Здесь – вода холодная, мутная, вонючая. Здесь нет Дианы с Ирмой. И слава богу. Эккельман тащит за руку, а сам цепляется за какую-то трубу. Нас сейчас смоет, засосет в слив...

В детстве маленький Виктор очень любил купаться в ванной. Так любил, что из воды его можно было вытащить лишь одним способом – вынуть затычку из сливного отверстия. Маленький Виктор очень боялся, что его засосет внутрь, поэтому тут же выбирался из ванной сам. Пулей вылетал...

Свидание с детскими страхами закончилось. Панеева рвало водой. Его придерживал за плечо Эккельман. Наконец Виктор смог говорить.

- Никого больше не смыло?

- Нет, только Ойкена...

- Ойкен...

К горлу подступила горечь. Разговаривать стало невозможно... Потом еще много чего прошло стороной.

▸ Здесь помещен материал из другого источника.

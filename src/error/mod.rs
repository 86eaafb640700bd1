//! Error handling module for SizeFit

use thiserror::Error;

/// Main error type for SizeFit operations
#[derive(Error, Debug)]
pub enum SizeFitError {
    /// Timestamp could not be parsed
    #[error("Invalid timestamp '{input}': {reason}. Expected SS, MM:SS or HH:MM:SS")]
    Parse { input: String, reason: String },

    /// Duration is zero, negative or not finite
    #[error("Invalid duration: {seconds}s (must be greater than zero)")]
    InvalidDuration { seconds: f64 },

    /// Target size is zero, negative or not finite
    #[error("Invalid size target: {megabytes} MB (must be greater than zero)")]
    InvalidSizeTarget { megabytes: f64 },

    /// Encoder executable could not be located
    #[error("Encoder not found: {message}")]
    EncoderNotFound { message: String },

    /// Encoder process could not be started
    #[error("Failed to launch encoder '{program}': {source}")]
    ProcessLaunch {
        program: String,
        #[source]
        source: std::io::Error,
    },

    /// Pass 2 exited unsuccessfully
    #[error("Encode failed (pass 2 exit code {code:?}{}): {stderr}", degraded_note(.pass1_degraded))]
    EncodeFailed {
        code: Option<i32>,
        stderr: String,
        pass1_degraded: bool,
    },

    /// Configuration could not be loaded or is invalid
    #[error("Configuration error: {message}")]
    Config { message: String },

    /// Encode was interrupted by the caller
    #[error("Encode cancelled")]
    Cancelled,

    /// I/O error
    #[error("I/O error: {0}")]
    Io(#[from] std::io::Error),
}

fn degraded_note(pass1_degraded: &bool) -> &'static str {
    if *pass1_degraded {
        ", pass 1 also failed"
    } else {
        ""
    }
}

impl SizeFitError {
    pub fn parse(input: &str, reason: impl Into<String>) -> Self {
        Self::Parse {
            input: input.to_string(),
            reason: reason.into(),
        }
    }

    pub fn config(message: impl Into<String>) -> Self {
        Self::Config {
            message: message.into(),
        }
    }

    /// True for errors raised before any encoder process was spawned
    pub fn is_validation_error(&self) -> bool {
        matches!(
            self,
            Self::Parse { .. } | Self::InvalidDuration { .. } | Self::InvalidSizeTarget { .. }
        )
    }
}

/// Result type alias for SizeFit operations
pub type SizeFitResult<T> = std::result::Result<T, SizeFitError>;

#[cfg(test)]
mod tests {
    use super::*;

    #[test]
    fn encode_failed_mentions_degraded_pass1() {
        let err = SizeFitError::EncodeFailed {
            code: Some(1),
            stderr: "boom".to_string(),
            pass1_degraded: true,
        };
        let text = err.to_string();
        assert!(text.contains("pass 1 also failed"));
        assert!(text.contains("boom"));
    }

    #[test]
    fn encode_failed_without_degraded_pass1() {
        let err = SizeFitError::EncodeFailed {
            code: Some(2),
            stderr: String::new(),
            pass1_degraded: false,
        };
        assert!(!err.to_string().contains("pass 1"));
    }

    #[test]
    fn validation_errors_are_classified() {
        assert!(SizeFitError::parse("ab", "not a number").is_validation_error());
        assert!(SizeFitError::InvalidDuration { seconds: 0.0 }.is_validation_error());
        assert!(!SizeFitError::Cancelled.is_validation_error());
    }
}
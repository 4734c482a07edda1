//! Zonecast - zone-based WebSocket fan-out relay
//!
//! Subscribers connect over WebSocket naming the zones they want to hear from.
//! An admin endpoint publishes text messages to a zone and the relay delivers
//! them to every connection currently registered there.

pub mod adapters;
pub mod application;
pub mod config;
pub mod domain;
pub mod ports;
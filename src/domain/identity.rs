//! Client identities and the assigner that issues them.
//!
//! An identity is the token a client presents on reconnect to resume as the
//! same logical client. The server never validates client-supplied
//! identities; it only guarantees that freshly issued ones are unique.

use std::fmt;
use uuid::Uuid;

/// Opaque client identity that survives reconnects.
#[derive(Debug, Clone, PartialEq, Eq, Hash)]
pub struct Identity(String);

impl Identity {
    /// Wraps a client-supplied identity as given.
    pub fn new(value: impl Into<String>) -> Self {
        Self(value.into())
    }

    /// Generates a fresh random identity.
    pub fn generate() -> Self {
        Self(Uuid::new_v4().to_string())
    }

    /// Returns the identity as a string slice.
    pub fn as_str(&self) -> &str {
        &self.0
    }
}

impl fmt::Display for Identity {
    fn fmt(&self, f: &mut fmt::Formatter<'_>) -> fmt::Result {
        write!(f, "{}", self.0)
    }
}

impl From<&str> for Identity {
    fn from(s: &str) -> Self {
        Self(s.to_string())
    }
}

/// Result of resolving the identity for a new connection.
#[derive(Debug, Clone, PartialEq, Eq)]
pub struct ResolvedIdentity {
    pub identity: Identity,
    /// True when the identity was generated for this connection and still
    /// has to be handed to the client.
    pub is_new: bool,
}

/// Issues identities for connecting clients.
#[derive(Debug, Clone, Copy, Default)]
pub struct IdentityAssigner;

impl IdentityAssigner {
    pub fn new() -> Self {
        Self
    }

    /// Accepts `requested` unchanged, or generates a new identity when it is
    /// absent or empty.
    pub fn resolve(&self, requested: Option<&str>) -> ResolvedIdentity {
        match requested {
            Some(value) if !value.is_empty() => ResolvedIdentity {
                identity: Identity::new(value),
                is_new: false,
            },
            _ => ResolvedIdentity {
                identity: Identity::generate(),
                is_new: true,
            },
        }
    }
}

Как вернулись в кают-компанию. Герои. Но вчетвером. Как Фредерика бросилась на шею. Все такая же мокрая, замерзшая и напуганная. Но живая. А потом плакала об Ойкене. Как сказали, что Оукфилл тоже погиб. То ли сердце не выдержало, то ли захлебнулся. Как завернули его тело в белую простыню, и за не имением лучшего места, оставили его труп на складе. Как делились впечатлениями... Как отходили от шока...

 

Хлюпая по остаткам луж, Эккельман с Панеевым приблизились к люку. Ну что, надо разведывать. Вода вся туда ушла, а значит там места много.

- Полезли?

- Полезли. Ты первый.

- Только после вас!

- Ох, вы так любезны... Право слово, не стоит.

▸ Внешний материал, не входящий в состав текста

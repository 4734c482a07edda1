//! In-memory connection fakes shared by the application tests.

use std::collections::VecDeque;
use std::sync::atomic::{AtomicBool, AtomicUsize, Ordering};
use std::sync::Mutex;

use async_trait::async_trait;
use tokio::sync::mpsc;

use crate::domain::{ConnectionId, Inbound, Payload, ReceiveError, SendError};
use crate::ports::{Connection, InboundStream};

/// Connection that records every payload and forwards it to a channel.
pub struct RecordingConnection {
    id: ConnectionId,
    sent: Mutex<Vec<Payload>>,
    closed: AtomicBool,
    notify: Option<mpsc::UnboundedSender<(ConnectionId, Payload)>>,
}

impl RecordingConnection {
    pub fn new(id: ConnectionId) -> Self {
        Self {
            id,
            sent: Mutex::new(Vec::new()),
            closed: AtomicBool::new(false),
            notify: None,
        }
    }

    pub fn with_channel(id: ConnectionId) -> (Self, mpsc::UnboundedReceiver<(ConnectionId, Payload)>) {
        let (tx, rx) = mpsc::unbounded_channel();
        let mut conn = Self::new(id);
        conn.notify = Some(tx);
        (conn, rx)
    }

    pub fn sent(&self) -> Vec<String> {
        self.sent
            .lock()
            .unwrap()
            .iter()
            .map(|p| p.as_str().to_string())
            .collect()
    }

    pub fn is_closed(&self) -> bool {
        self.closed.load(Ordering::SeqCst)
    }
}

#[async_trait]
impl Connection for RecordingConnection {
    fn id(&self) -> ConnectionId {
        self.id
    }

    async fn send(&self, payload: Payload) -> Result<(), SendError> {
        if self.is_closed() {
            return Err(SendError::Closed);
        }
        self.sent.lock().unwrap().push(payload.clone());
        if let Some(tx) = &self.notify {
            let _ = tx.send((self.id, payload));
        }
        Ok(())
    }

    async fn close(&self) {
        self.closed.store(true, Ordering::SeqCst);
    }
}

/// Connection whose every send fails.
pub struct FailingConnection {
    id: ConnectionId,
    attempts: AtomicUsize,
    panic_on_send: bool,
}

impl FailingConnection {
    pub fn new(id: ConnectionId) -> Self {
        Self {
            id,
            attempts: AtomicUsize::new(0),
            panic_on_send: false,
        }
    }

    pub fn panicking(id: ConnectionId) -> Self {
        Self {
            panic_on_send: true,
            ..Self::new(id)
        }
    }

    pub fn attempts(&self) -> usize {
        self.attempts.load(Ordering::SeqCst)
    }
}

#[async_trait]
impl Connection for FailingConnection {
    fn id(&self) -> ConnectionId {
        self.id
    }

    async fn send(&self, _payload: Payload) -> Result<(), SendError> {
        self.attempts.fetch_add(1, Ordering::SeqCst);
        if self.panic_on_send {
            panic!("recipient blew up");
        }
        Err(SendError::Transport("broken pipe".into()))
    }

    async fn close(&self) {}
}

/// Inbound stream that replays a fixed script, then reports closure.
pub struct ScriptedInbound {
    script: VecDeque<Result<Inbound, ReceiveError>>,
}

impl ScriptedInbound {
    pub fn new(script: Vec<Result<Inbound, ReceiveError>>) -> Self {
        Self {
            script: script.into(),
        }
    }

    pub fn closed() -> Self {
        Self::new(vec![])
    }
}

#[async_trait]
impl InboundStream for ScriptedInbound {
    async fn receive(&mut self) -> Result<Inbound, ReceiveError> {
        self.script.pop_front().unwrap_or(Ok(Inbound::Closed))
    }
}

/// Inbound stream driven by a channel; dropping the sender closes it.
pub struct ChannelInbound {
    rx: mpsc::UnboundedReceiver<Inbound>,
}

impl ChannelInbound {
    pub fn new() -> (mpsc::UnboundedSender<Inbound>, Self) {
        let (tx, rx) = mpsc::unbounded_channel();
        (tx, Self { rx })
    }
}

#[async_trait]
impl InboundStream for ChannelInbound {
    async fn receive(&mut self) -> Result<Inbound, ReceiveError> {
        Ok(self.rx.recv().await.unwrap_or(Inbound::Closed))
    }
}
//! Zonecast relay server binary.

use std::net::SocketAddr;
use std::sync::Arc;

use thiserror::Error;
use tokio::net::TcpListener;
use tracing_subscriber::{layer::SubscriberExt, util::SubscriberInitExt, EnvFilter};

use zonecast::adapters::{relay_router, RelayState};
use zonecast::application::ZoneRegistry;
use zonecast::config::{AppConfig, ConfigError};

#[derive(Debug, Error)]
enum StartupError {
    #[error(transparent)]
    Config(#[from] ConfigError),

    #[error("failed to bind {addr}: {source}")]
    Bind {
        addr: SocketAddr,
        #[source]
        source: std::io::Error,
    },

    #[error("server error: {0}")]
    Serve(#[source] std::io::Error),
}

#[tokio::main]
async fn main() {
    if let Err(e) = run().await {
        tracing::error!(error = %e, "zonecast exited with error");
        eprintln!("zonecast: {e}");
        std::process::exit(1);
    }
}

async fn run() -> Result<(), StartupError> {
    let config = AppConfig::load()?;
    config.validate().map_err(ConfigError::from)?;

    init_tracing(&config.server.log_level);

    let addr = config.server.socket_addr().map_err(ConfigError::from)?;
    let state = RelayState::new(Arc::new(ZoneRegistry::new()));
    let app = relay_router(state, &config.relay);

    let listener = TcpListener::bind(addr)
        .await
        .map_err(|source| StartupError::Bind { addr, source })?;

    tracing::info!(
        %addr,
        ws_path = %config.relay.ws_path,
        publish_path = %config.relay.publish_path,
        "zonecast listening"
    );

    axum::serve(listener, app)
        .with_graceful_shutdown(shutdown_signal())
        .await
        .map_err(StartupError::Serve)?;

    tracing::info!("zonecast stopped");
    Ok(())
}

fn init_tracing(default_filter: &str) {
    let filter =
        EnvFilter::try_from_default_env().unwrap_or_else(|_| EnvFilter::new(default_filter));

    tracing_subscriber::registry()
        .with(filter)
        .with(tracing_subscriber::fmt::layer())
        .init();
}

async fn shutdown_signal() {
    if let Err(e) = tokio::signal::ctrl_c().await {
        tracing::warn!(error = %e, "failed to listen for shutdown signal");
        std::future::pending::<()>().await;
    }
    tracing::info!("shutdown signal received");
}
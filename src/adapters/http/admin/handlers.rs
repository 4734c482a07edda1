//! HTTP handler for admin publishes.

use axum::{
    body::Bytes,
    extract::State,
    http::{header, HeaderMap, HeaderValue, Method, StatusCode},
    response::{IntoResponse, Response},
};

use crate::adapters::state::RelayState;

use super::dto::{confirmation, PublishRequest};

/// Any method on the publish path.
///
/// - `OPTIONS` - preflight, empty 200
/// - `POST` - JSON `{"zone", "message"}`, dispatched without waiting for delivery
/// - anything else - 405
///
/// Every response carries permissive CORS headers.
pub async fn publish_message(
    State(state): State<RelayState>,
    method: Method,
    body: Bytes,
) -> Response {
    let mut response = if method == Method::OPTIONS {
        StatusCode::OK.into_response()
    } else if method == Method::POST {
        publish(&state, &body).await
    } else {
        (StatusCode::METHOD_NOT_ALLOWED, "Invalid request method").into_response()
    };

    apply_cors_headers(response.headers_mut());
    response
}

async fn publish(state: &RelayState, body: &[u8]) -> Response {
    let request: PublishRequest = match serde_json::from_slice(body) {
        Ok(request) => request,
        Err(e) => {
            tracing::debug!("Rejected publish body: {}", e);
            return (StatusCode::BAD_REQUEST, "Invalid request body").into_response();
        }
    };

    let (zone, payload) = request.into_parts();
    let summary = state.broadcaster.publish(&zone, payload).await;

    tracing::info!(
        zone = %summary.zone,
        recipients = summary.recipients,
        "Published message"
    );

    (StatusCode::OK, confirmation(&zone)).into_response()
}

fn apply_cors_headers(headers: &mut HeaderMap) {
    headers.insert(
        header::ACCESS_CONTROL_ALLOW_ORIGIN,
        HeaderValue::from_static("*"),
    );
    headers.insert(
        header::ACCESS_CONTROL_ALLOW_METHODS,
        HeaderValue::from_static("POST, OPTIONS"),
    );
    headers.insert(
        header::ACCESS_CONTROL_ALLOW_HEADERS,
        HeaderValue::from_static("Content-Type"),
    );
}
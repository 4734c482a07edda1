//! Domain layer: the values the relay moves around.
//!
//! # Module Organization
//!
//! - `identity` - Client identities and the assigner that issues them
//! - `zone` - Zone names and `zones` parameter parsing
//! - `connection` - Connection handles, payloads, inbound events
//! - `errors` - Per-connection send/receive errors

pub mod connection;
pub mod errors;
pub mod identity;
pub mod zone;

pub use connection::{ConnectionId, Inbound, Payload};
pub use errors::{ReceiveError, SendError};
pub use identity::{Identity, IdentityAssigner, ResolvedIdentity};
pub use zone::{parse_zones, ZoneName, ZoneSet};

- Да что вы! Проходите первым!

- Ой, спасибо!

- Да не за что!

- Да не выеживайся!

- Да пошел ты...

А шутить, однако, уже можем... Ко всему подлец-человек привыкает... А главное – быстро.

Эккельман полез первым. Через минуту из колодца послышался его крик: «Все!»

- Ну как там?

- Нет никого...

«Никого, никого...» - подтвердило эхо.

Виктор крикнул, что сейчас спустится, и нехотя полез в люк.

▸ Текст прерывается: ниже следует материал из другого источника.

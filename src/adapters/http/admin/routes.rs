//! Axum router configuration for the admin publish endpoint.

use axum::{routing::any, Router};

use crate::adapters::state::RelayState;

use super::handlers::publish_message;

/// Create the admin router.
///
/// # Routes
/// - `POST {path}` - Publish a message to a zone
/// - `OPTIONS {path}` - CORS preflight
///
/// Other methods reach the same handler and are answered with 405.
pub fn admin_router(path: &str) -> Router<RelayState> {
    Router::new().route(path, any(publish_message))
}
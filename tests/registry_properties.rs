//! Property tests for the zone registry under arbitrary join/leave sequences.

use std::collections::{HashMap, HashSet};
use std::sync::Arc;

use async_trait::async_trait;
use proptest::prelude::*;

use zonecast::application::ZoneRegistry;
use zonecast::domain::{ConnectionId, Identity, Payload, SendError, ZoneName, ZoneSet};
use zonecast::ports::Connection;

struct NullConnection {
    id: ConnectionId,
}

#[async_trait]
impl Connection for NullConnection {
    fn id(&self) -> ConnectionId {
        self.id
    }

    async fn send(&self, _payload: Payload) -> Result<(), SendError> {
        Ok(())
    }

    async fn close(&self) {}
}

const ZONES: [&str; 4] = ["", "lobby", "trade", "market"];
const IDENTITIES: [&str; 3] = ["u1", "u2", "u3"];

#[derive(Debug, Clone)]
enum Op {
    /// Identity index and zone bitmask.
    Join(usize, u8),
    /// Index into the sessions opened so far.
    Leave(usize),
}

fn op_strategy() -> impl Strategy<Value = Op> {
    prop_oneof![
        (0..IDENTITIES.len(), 1u8..16).prop_map(|(i, mask)| Op::Join(i, mask)),
        (0..32usize).prop_map(Op::Leave),
    ]
}

fn zones_from_mask(mask: u8) -> ZoneSet {
    ZONES
        .iter()
        .enumerate()
        .filter(|(i, _)| mask & (1 << i) != 0)
        .map(|(_, z)| ZoneName::from(*z))
        .collect()
}

struct Session {
    identity: Identity,
    id: ConnectionId,
    zones: ZoneSet,
    open: bool,
}

async fn check_invariants(registry: &ZoneRegistry, sessions: &[Session]) -> Result<(), TestCaseError> {
    // Latest open session per identity is the only one that may be a member.
    let mut current: HashMap<&Identity, &Session> = HashMap::new();
    for session in sessions.iter().filter(|s| s.open) {
        current.insert(&session.identity, session);
    }

    for (identity, session) in &current {
        prop_assert_eq!(registry.connection_for(identity).await, Some(session.id));
        prop_assert_eq!(&registry.zones_of(session.id).await, &session.zones);
    }

    let live: HashSet<ConnectionId> = current.values().map(|s| s.id).collect();
    for zone in registry.zone_names().await {
        let members = registry.member_ids(&zone).await;
        prop_assert!(!members.is_empty(), "empty zone {} retained", zone);
        for id in members {
            prop_assert!(live.contains(&id), "stale member {} in {}", id, zone);
        }
    }

    let stats = registry.stats().await;
    prop_assert_eq!(stats.identities, current.len());
    prop_assert_eq!(stats.connections, current.len());
    Ok(())
}

async fn run_ops(ops: Vec<Op>) -> Result<(), TestCaseError> {
    let registry = ZoneRegistry::new();
    let mut sessions: Vec<Session> = Vec::new();

    for op in ops {
        match op {
            Op::Join(i, mask) => {
                let identity = Identity::from(IDENTITIES[i]);
                let id = registry.allocate_connection_id();
                let zones = zones_from_mask(mask);
                registry
                    .join(&identity, Arc::new(NullConnection { id }), &zones)
                    .await;
                // The displaced session stays open but is no longer registered.
                for s in sessions.iter_mut().filter(|s| s.identity == identity) {
                    s.open = false;
                }
                sessions.push(Session {
                    identity,
                    id,
                    zones,
                    open: true,
                });
            }
            Op::Leave(n) => {
                if sessions.is_empty() {
                    continue;
                }
                let idx = n % sessions.len();
                let session = &mut sessions[idx];
                registry
                    .leave(&session.identity, session.id, &session.zones)
                    .await;
                session.open = false;
            }
        }
        check_invariants(&registry, &sessions).await?;
    }

    Ok(())
}

proptest! {
    #[test]
    fn registry_keeps_one_connection_per_identity(ops in prop::collection::vec(op_strategy(), 1..40)) {
        let runtime = tokio::runtime::Builder::new_current_thread()
            .enable_all()
            .build()
            .unwrap();
        runtime.block_on(run_ops(ops))?;
    }
}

Лестница скользкая, люк квадратный, туннель (колодец, шахта, зови как хочешь) – тоже квадратный. Виктор, с головой спустившись в люк внимательно осмотрел его механизм – как бы не захлопнулся? Да нет, вряд ли – вон как мы эти рейки ломом погнули... Сила есть – ума не надо. Еще удивительно, что вообще открылся. Зато понятно, как человек со шрамом улизнул... А, черт!

-Что такое? – встревожено гаркнул Эккельман.

- Да ничего. Вода за шиворот полилась.

Хорошо хоть основной поток из вентиляции иссяк. И даже воздух снова пошел. Если б туннель не открыли, как раз бы хватило, чтобы нас утопить...

Виктор, наконец, спустился.

- А глубоко. Метров двадцать. Ойкена не нашел?

- Неа. Сейчас поищем. Я тут уже немного осмотрелся. Кажется, здесь жил наш обслуживающий персонал...

Они пошли по пустым коридорам и комнатам. Техника какая-то, вся испорчена водой. А вот – лифт.

- Гадом буду – мы все на этом лифте прибыли, - присвистнув сказал Эккельман, - Нас оказывается не спускали с поверхности, а поднимали отсюда... И по-любому где-то Кормушка должна быть. Они, значит, еду готовили, в лифт – и к нам.

- Два вопроса. Как они попадали сюда, еще что ли лифт сверху?.. И почему я этого персонала не вижу.

- То есть?

- Трупы должны были остаться...

- Да кинули они нас, как ты не понял...

- А если кинули, почему жизнеобеспечение работает?

- Хрен его знает. Автоматика. Неонка внутри.

 

А потом нашли туннель. С рельсами. Стало понятно, как сюда попадал «персонал», еда, вещи и будущие жители Ячейки. И стало понятно, куда ушла вода. А потом на рельсах нашли Ойкена, точнее то, что от него осталось...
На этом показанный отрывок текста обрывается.